EEarlier this year, Canadian retail firm Hudson’s Bay made it known that it was considering selling off one of its properties: the “iconic” Lord & Taylor department store chain. Founded in 1826 and a staple at malls across America, Lord & Taylor’s revenue last year was around $1.1 billion. But like other department stores, it has struggled to adjust to the digital era, closing stores and even selling its storied, flagship Fifth Avenue location to WeWork; it lost about $90 million last year.
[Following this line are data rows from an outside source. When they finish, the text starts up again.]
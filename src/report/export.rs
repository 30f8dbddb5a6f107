//! Download a report as a CSV file.

use axum::{
    Extension,
    extract::State,
    http::header::{CONTENT_DISPOSITION, CONTENT_TYPE},
    response::{IntoResponse, Response},
};
use axum_extra::extract::Query;

use crate::{
    Error,
    auth::UserID,
    report::{
        core::{ReportQuery, get_report_rows, write_report_csv},
        reports_page::ReportsState,
    },
    timezone::local_now,
};

pub async fn get_report_export(
    State(state): State<ReportsState>,
    Extension(user_id): Extension<UserID>,
    Query(query): Query<ReportQuery>,
) -> Result<Response, Error> {
    let today = local_now(&state.local_timezone)
        .ok_or_else(|| Error::InvalidTimezoneError(state.local_timezone.clone()))?
        .date();

    let rows = {
        let connection = state
            .db_connection
            .lock()
            .inspect_err(|error| tracing::error!("could not acquire database lock: {error}"))
            .map_err(|_| Error::DatabaseLockError)?;

        get_report_rows(user_id, &query, today, &connection)
            .inspect_err(|error| tracing::error!("could not get report for user {user_id}: {error}"))?
    };

    let csv = write_report_csv(&rows)
        .inspect_err(|error| tracing::error!("could not write report: {error}"))?;

    Ok((
        [
            (CONTENT_TYPE, "text/csv; charset=utf-8".to_owned()),
            (
                CONTENT_DISPOSITION,
                format!("attachment; filename=\"report-{today}.csv\""),
            ),
        ],
        csv,
    )
        .into_response())
}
A few weeks ago, a buyer emerged: Le Tote. That name is likely less familiar, given that it’s a seven-year-old startup that is part of the retail trend du jour: clothing rental. Le Tote’s revenue is reportedly about a tenth of Lord & Taylor’s — and indeed, revenue for the entire clothing-rental category is estimated about $1 billion. Le Tote, a private company reportedly valued at around $180 million with backers including Andreessen Horowitz and Google Ventures, is not even the alpha dog in its category, with less recognition than Rent The Runway. The deal has some unusual details, but the big picture is that Le Tote is paying about $75 million, and granting Hudson’s Bay some equity.

In other words, this is an example of a particular kind of deal that could be shorthanded as “Thing You’ve Never Heard of Acquires Thing You’ve Heard of Your Entire Life.” It’s not the first example. And it definitely won’t be the last.

It’s a notable phenomenon, because it represents a shift in the new-vs.-old dynamic of the post-digital business era. For years, we’ve been offered two basic narratives: The old will simply absorb the new (familiar business swallows clever startup), or the new will erase the old (clever startup “disrupts” and ultimately obliterates familiar business).

But maybe, as technology slowly changes consumer habits, these curious-sounding mashups of tech-centric startups and venerable “legacy” companies offers a third narrative: the new world swallows the old. Maybe Airbnb acquires Delta, Snap scoops up Viacom, or Lyft buys GM. Who…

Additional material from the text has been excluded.